YOUR GOAL:
Copy out the entries below exactly as they stand, but only from the line containing "if self.non_zeros[user] == NOT_OCCUPIED" through the line containing "let user = self.head as usize;".

---------- TASK INPUTS

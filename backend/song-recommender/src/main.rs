use anyhow::Context;
use clap::Parser;
use song_recommender::cli::{self, Cli};
use song_recommender::{Config, LogFormat};
use std::process::ExitCode;
use tracing::error;
use tracing_subscriber::{fmt, prelude::*, EnvFilter};

fn main() -> anyhow::Result<ExitCode> {
    let cli = Cli::parse();

    let config = Config::from_env().context("Failed to load config")?;
    init_tracing(&config);

    let outcome = cli::run(
        &cli,
        &config,
        &mut std::io::stdout().lock(),
        &mut std::io::stderr().lock(),
    )
    .map_err(|err| {
        error!(error = %err, "Query aborted");
        err
    })
    .context("Query failed")?;

    Ok(outcome.exit_code())
}

fn init_tracing(config: &Config) {
    let filter = EnvFilter::try_from_default_env()
        .unwrap_or_else(|_| EnvFilter::new(config.log_level.clone()));

    let registry = tracing_subscriber::registry().with(filter);
    match config.log_format {
        LogFormat::Json => registry
            .with(fmt::layer().json().with_writer(std::io::stderr))
            .init(),
        LogFormat::Text => registry
            .with(fmt::layer().with_writer(std::io::stderr))
            .init(),
    }
}
/// Sparse accumulator for one row of user-user dot products.
///
/// Touched users are threaded into an intrusive linked list so that draining
/// only visits users that share at least one rated song with the current row.
pub(crate) struct RowAccumulator {
    sums: Vec<f64>,
    non_zeros: Vec<isize>,
    head: isize,
}

const NONE: f64 = 0.0;
const NOT_OCCUPIED: isize = -1;
const NO_HEAD: isize = -2;

impl RowAccumulator {
    pub(crate) fn new(num_users: usize) -> Self {
        RowAccumulator {
            sums: vec![NONE; num_users],
            non_zeros: vec![NOT_OCCUPIED; num_users],
            head: NO_HEAD,
        }
    }

    pub(crate) fn add_to(&mut self, user: usize, value: f64) {
        self.sums[user] += value;

        if self.non_zeros[user] == NOT_OCCUPIED {
            self.non_zeros[user] = self.head;
            self.head = user as isize;
        }
    }

    /// Returns the accumulated (user, dot product) pairs and resets the
    /// accumulator for the next row. Order is unspecified.
    pub(crate) fn drain(&mut self) -> Vec<(usize, f64)> {
        let mut touched = Vec::new();

        while self.head != NO_HEAD {
            let user = self.head as usize;
            touched.push((user, self.sums[user]));

            self.head = self.non_zeros[user];
            self.sums[user] = NONE;
            self.non_zeros[user] = NOT_OCCUPIED;
        }

        touched
    }
}
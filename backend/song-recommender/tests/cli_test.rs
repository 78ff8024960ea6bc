// Integration tests for the command-line front end: output, exit status and
// how flags combine with configuration

use clap::Parser;
use song_recommender::cli::{self, Cli, Outcome};
use song_recommender::{Config, LogFormat, RecommendError};
use std::io::Write;
use std::path::PathBuf;

const DATASET: &str = "user_id,song_id,rating\n\
                       1,S1,5\n\
                       1,S2,3\n\
                       2,S1,4\n\
                       2,S2,2\n\
                       2,S3,5\n\
                       3,S4,5\n";

fn write_dataset(contents: &str) -> tempfile::NamedTempFile {
    let mut file = tempfile::NamedTempFile::new().expect("temp file");
    file.write_all(contents.as_bytes()).expect("write dataset");
    file
}

fn config_for(dataset_path: impl Into<PathBuf>) -> Config {
    Config {
        dataset_path: dataset_path.into(),
        record_limit: 0,
        has_headers: true,
        neighborhood_size: 3,
        log_level: "info".to_string(),
        log_format: LogFormat::Text,
    }
}

fn parse(args: &[&str]) -> Cli {
    Cli::try_parse_from(std::iter::once("song-recommender").chain(args.iter().copied()))
        .expect("valid arguments")
}

fn execute(cli: &Cli, config: &Config) -> (song_recommender::Result<Outcome>, String, String) {
    let mut out = Vec::new();
    let mut err = Vec::new();
    let outcome = cli::run(cli, config, &mut out, &mut err);
    (
        outcome,
        String::from_utf8(out).expect("utf-8 stdout"),
        String::from_utf8(err).expect("utf-8 stderr"),
    )
}

#[test]
fn test_recommend_prints_neighbours_and_predictions() {
    let file = write_dataset(DATASET);
    let config = config_for(file.path());

    let (outcome, out, err) = execute(&parse(&["recommend", "--user", "1", "-k", "1"]), &config);

    assert_eq!(outcome.unwrap(), Outcome::Success);
    assert!(out.contains("Top 1 similar users to 1:"));
    assert!(out.contains("User 2: Similarity = "));
    assert!(out.contains("Song S3: Predicted Rating = "));
    assert!(err.is_empty());
}

#[test]
fn test_unknown_user_reports_not_found() {
    let file = write_dataset(DATASET);
    let config = config_for(file.path());

    let (outcome, out, err) = execute(&parse(&["recommend", "--user", "99"]), &config);

    assert_eq!(outcome.unwrap(), Outcome::UserNotFound);
    assert_eq!(err.trim(), "User 99 not found.");
    assert!(out.is_empty());

    let (outcome, _, err) = execute(&parse(&["neighbors", "--user", "99"]), &config);
    assert_eq!(outcome.unwrap(), Outcome::UserNotFound);
    assert_eq!(err.trim(), "User 99 not found.");
}

#[test]
fn test_non_numeric_k_is_invalid_parameter() {
    let file = write_dataset(DATASET);
    let config = config_for(file.path());

    let (outcome, out, _) = execute(&parse(&["recommend", "--user", "1", "-k", "three"]), &config);

    assert!(matches!(outcome, Err(RecommendError::InvalidParameter(_))));
    assert!(out.is_empty());
}

#[test]
fn test_negative_k_clamps_to_empty_neighbourhood() {
    let file = write_dataset(DATASET);
    let config = config_for(file.path());

    let (outcome, out, _) = execute(&parse(&["recommend", "--user", "1", "-k", "-3"]), &config);

    assert_eq!(outcome.unwrap(), Outcome::Success);
    assert!(out.contains("Top 0 similar users to 1:"));
    assert!(!out.contains("Similarity ="));
    assert!(!out.contains("Predicted Rating ="));
}

#[test]
fn test_data_flag_overrides_config() {
    let file = write_dataset(DATASET);
    let config = config_for("/definitely/not/here.csv");

    let (outcome, _, _) = execute(&parse(&["neighbors", "--user", "1"]), &config);
    assert!(matches!(outcome, Err(RecommendError::Io(_))));

    let data = file.path().to_str().expect("utf-8 temp path");
    let (outcome, out, _) = execute(&parse(&["--data", data, "neighbors", "--user", "1"]), &config);
    assert_eq!(outcome.unwrap(), Outcome::Success);
    assert!(out.contains("User 2: Similarity = "));
}

#[test]
fn test_limit_flag_overrides_config() {
    let file = write_dataset(DATASET);
    let config = config_for(file.path());

    let (outcome, _, _) = execute(&parse(&["neighbors", "--user", "2"]), &config);
    assert_eq!(outcome.unwrap(), Outcome::Success);

    // only the two ratings of user 1 are read
    let (outcome, _, err) = execute(&parse(&["--limit", "2", "neighbors", "--user", "2"]), &config);
    assert_eq!(outcome.unwrap(), Outcome::UserNotFound);
    assert_eq!(err.trim(), "User 2 not found.");
}

#[test]
fn test_rating_source_prefers_flags() {
    let config = config_for("from-config.csv");

    let source = cli::rating_source(&parse(&["neighbors", "--user", "1"]), &config);
    assert_eq!(source.path(), PathBuf::from("from-config.csv").as_path());

    let source = cli::rating_source(
        &parse(&["--data", "from-flag.csv", "neighbors", "--user", "1"]),
        &config,
    );
    assert_eq!(source.path(), PathBuf::from("from-flag.csv").as_path());
}

#[test]
fn test_json_output() {
    let file = write_dataset(DATASET);
    let config = config_for(file.path());

    let (outcome, out, _) = execute(
        &parse(&["--format", "json", "neighbors", "--user", "1", "-k", "5"]),
        &config,
    );
    assert_eq!(outcome.unwrap(), Outcome::Success);

    let neighbors: serde_json::Value = serde_json::from_str(&out).unwrap();
    let neighbors = neighbors.as_array().unwrap();
    assert_eq!(neighbors.len(), 2);
    assert_eq!(neighbors[0]["user"], 2);
    assert_eq!(neighbors[1]["user"], 3);
    assert_eq!(neighbors[1]["similarity"], 0.0);

    let (outcome, out, _) = execute(
        &parse(&["--format", "json", "recommend", "--user", "1", "-k", "1"]),
        &config,
    );
    assert_eq!(outcome.unwrap(), Outcome::Success);

    let report: serde_json::Value = serde_json::from_str(&out).unwrap();
    assert_eq!(report["user"], 1);
    assert_eq!(report["predictions"][0]["item"], "S3");
}
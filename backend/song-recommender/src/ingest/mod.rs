// ============================================
// CSV rating ingestion
// ============================================
//
// Reads (user id, song id, rating) records from a delimited file. Columns are
// positional so the header names do not matter. Only the first `limit` data
// records are kept.

use crate::error::{RecommendError, Result};
use crate::models::{Identifier, Interaction};
use std::fs::File;
use std::io::Read;
use std::path::{Path, PathBuf};
use tracing::{debug, info};

const EXPECTED_FIELDS: usize = 3;

pub type RatingRecord = Interaction<Identifier, Identifier>;

#[derive(Debug, Clone)]
pub struct CsvRatingSource {
    path: PathBuf,
    limit: Option<usize>,
    has_headers: bool,
}

impl CsvRatingSource {
    pub fn new(path: impl AsRef<Path>) -> Self {
        Self {
            path: path.as_ref().to_path_buf(),
            limit: None,
            has_headers: true,
        }
    }

    /// Keep only the first `limit` records; 0 disables truncation
    pub fn with_limit(mut self, limit: usize) -> Self {
        self.limit = if limit == 0 { None } else { Some(limit) };
        self
    }

    pub fn with_headers(mut self, has_headers: bool) -> Self {
        self.has_headers = has_headers;
        self
    }

    pub fn path(&self) -> &Path {
        &self.path
    }

    pub fn load(&self) -> Result<Vec<RatingRecord>> {
        let file = File::open(&self.path).map_err(|e| {
            RecommendError::Io(format!("Failed to open {}: {}", self.path.display(), e))
        })?;

        let records = self.read_from(file)?;

        info!(
            path = %self.path.display(),
            records = records.len(),
            limit = ?self.limit,
            "Ratings loaded"
        );

        Ok(records)
    }

    pub fn read_from<R: Read>(&self, reader: R) -> Result<Vec<RatingRecord>> {
        let mut reader = csv::ReaderBuilder::new()
            .has_headers(self.has_headers)
            .trim(csv::Trim::All)
            .from_reader(reader);

        let limit = self.limit.unwrap_or(usize::MAX);
        let mut records = Vec::new();

        for row in reader.records().take(limit) {
            let row = row?;
            let line = row.position().map(|p| p.line()).unwrap_or_default();

            if row.len() != EXPECTED_FIELDS {
                return Err(RecommendError::Ingest(format!(
                    "line {}: expected {} fields (user, song, rating), found {}",
                    line,
                    EXPECTED_FIELDS,
                    row.len()
                )));
            }

            records.push(Interaction::new(
                Identifier::parse(&row[0]),
                Identifier::parse(&row[1]),
                parse_rating(&row[2], line)?,
            ));
        }

        debug!(records = records.len(), "CSV records parsed");

        Ok(records)
    }
}

fn parse_rating(raw: &str, line: u64) -> Result<f64> {
    match raw.parse::<f64>() {
        Ok(rating) if rating.is_finite() => Ok(rating),
        _ => Err(RecommendError::InvalidParameter(format!(
            "line {}: rating {:?} is not a finite number",
            line, raw
        ))),
    }
}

--------------------

EXPECTED OUTPUT:
        if self.non_zeros[user] == NOT_OCCUPIED {
            self.non_zeros[user] = self.head;
            self.head = user as isize;
        }
    }

    /// Returns the accumulated (user, dot product) pairs and resets the
    /// accumulator for the next row. Order is unspecified.
    pub(crate) fn drain(&mut self) -> Vec<(usize, f64)> {
        let mut touched = Vec::new();

        while self.head != NO_HEAD {
            let user = self.head as usize;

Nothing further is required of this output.